When I got to work, my boss said she needed to talk to us and that no one had done anything wrong. Her tone didn't exactly seem excited, though, so we knew something was wrong, even if we weren't in trouble. Well, when she did talk to us, she told us that two of the management positions in another banking center of ours had been eliminated, which means the two people that filled those positions were let go with no notice. They had both been there for quite awhile, but one woman had spent 43 years in this bank. Basically her whole working life was spent here, and they just let her go. Then they try to pull the wool over our eyes by saying that right now they have to make some tough decisions and that every decision is made with the benefit of the customer in mind. Well, not only do I work there, but I am a customer there, too. I don't see how sacrificing a woman's entire working career is going to help me as a customer. It's like they don't appreciate her at all, and I can't imagine how she feels if I feel this bad for her. My boss says she is not worried about our banking center because we are all part time and are not necessarily costing the bank enough money to employ that they would feel the need to eliminate any of our positions. If they can get rid of someone that put in so much more time than me without a care, though, I don't have high hopes for my future in this business. I just get so sick of them trying to cover their corrupt tails by saying it is all for the good of the customer when you know full well they are still pocketing all of their bonuses for the work they pretend to do. It's ridiculous.

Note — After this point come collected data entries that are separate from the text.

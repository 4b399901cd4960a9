//! Application configuration model.
//!
//! Every key is optional; a missing key falls back to the built-in default. The API key
//! is deliberately not part of the configuration.

use crate::assistant::AssistantIds;
use crate::error::Result;
use crate::party::{DEFAULT_PARTIES, DEFAULT_PARTY, PartyCatalog};
use serde::{Deserialize, Serialize};
use std::time::Duration;

pub const DEFAULT_BASE_URL: &str = "https://api.openai.com/v1";
pub const DEFAULT_POLL_INTERVAL_MS: u64 = 500;
pub const DEFAULT_RUN_TIMEOUT_SECS: u64 = 120;

/// Root of `config.toml`.
#[derive(Debug, Clone, PartialEq, Eq, Serialize, Deserialize)]
pub struct AppConfig {
    #[serde(default = "default_base_url")]
    pub base_url: String,
    #[serde(default = "default_poll_interval_ms")]
    pub poll_interval_ms: u64,
    #[serde(default = "default_run_timeout_secs")]
    pub run_timeout_secs: u64,
    #[serde(default)]
    pub assistants: AssistantIds,
    #[serde(default)]
    pub parties: PartiesConfig,
}

/// `[parties]` table.
#[derive(Debug, Clone, PartialEq, Eq, Serialize, Deserialize)]
pub struct PartiesConfig {
    #[serde(default = "default_party_names")]
    pub names: Vec<String>,
    #[serde(default = "default_party")]
    pub default: String,
}

fn default_base_url() -> String {
    DEFAULT_BASE_URL.to_string()
}

fn default_poll_interval_ms() -> u64 {
    DEFAULT_POLL_INTERVAL_MS
}

fn default_run_timeout_secs() -> u64 {
    DEFAULT_RUN_TIMEOUT_SECS
}

fn default_party_names() -> Vec<String> {
    DEFAULT_PARTIES.iter().map(|s| (*s).to_string()).collect()
}

fn default_party() -> String {
    DEFAULT_PARTY.to_string()
}

impl Default for PartiesConfig {
    fn default() -> Self {
        Self {
            names: default_party_names(),
            default: default_party(),
        }
    }
}

impl Default for AppConfig {
    fn default() -> Self {
        Self {
            base_url: default_base_url(),
            poll_interval_ms: default_poll_interval_ms(),
            run_timeout_secs: default_run_timeout_secs(),
            assistants: AssistantIds::default(),
            parties: PartiesConfig::default(),
        }
    }
}

impl AppConfig {
    /// Parses and validates a TOML document.
    pub fn from_toml_str(content: &str) -> Result<Self> {
        let config: AppConfig = toml::from_str(content)?;
        config.validate()?;
        Ok(config)
    }

    /// Checks the values that can't be expressed through serde defaults.
    pub fn validate(&self) -> Result<()> {
        use crate::error::WahlError;

        if self.base_url.trim().is_empty() {
            return Err(WahlError::config("base_url must not be empty"));
        }
        if self.poll_interval_ms == 0 {
            return Err(WahlError::config("poll_interval_ms must be greater than 0"));
        }
        if self.run_timeout_secs == 0 {
            return Err(WahlError::config("run_timeout_secs must be greater than 0"));
        }
        for (name, id) in [
            ("main", &self.assistants.main),
            ("analysis", &self.assistants.analysis),
            ("party_comparison", &self.assistants.party_comparison),
        ] {
            if id.trim().is_empty() {
                return Err(WahlError::config(format!(
                    "assistants.{name} must not be empty"
                )));
            }
        }
        self.party_catalog().map(|_| ())
    }

    pub fn party_catalog(&self) -> Result<PartyCatalog> {
        PartyCatalog::new(self.parties.names.iter().cloned(), &self.parties.default)
    }

    pub fn poll_interval(&self) -> Duration {
        Duration::from_millis(self.poll_interval_ms)
    }

    pub fn run_timeout(&self) -> Duration {
        Duration::from_secs(self.run_timeout_secs)
    }
}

So that is my day to thus point. I still don't have my tax money, which is very frustrating because my bills are already late. Big T got his refund in his bank account in nine days. It has been ten days so far for me, and tomorrow will be eleven. It better be here tomorrow, or there will be some IRS agents that will have a restraining order against me. Just get it done! ;) I hope the rest of you are having less sadness and anxiety than I am. Enjoy the up days.

Tuesday, December 23, 2008

It's that time again!!

If any of you are wondering what that time may be, it is mental breakdown time!! I am going to vent here, and I apologize for the whining, but every time I try to vent to Big T he cuts me off saying, "I get it! I understand what you are saying." He sounds all exasperated every time I try to rant about something like he is just going to implode if he has to hear another word of it, and I am sick of it!!! Conflict happens and you CANNOT avoid it all your life just because your parents pretended everything was cherries and sugar your whole life! OK, so now that I have gotten that out, I am ready to tell you all about my procrastination disease and where it has landed me now.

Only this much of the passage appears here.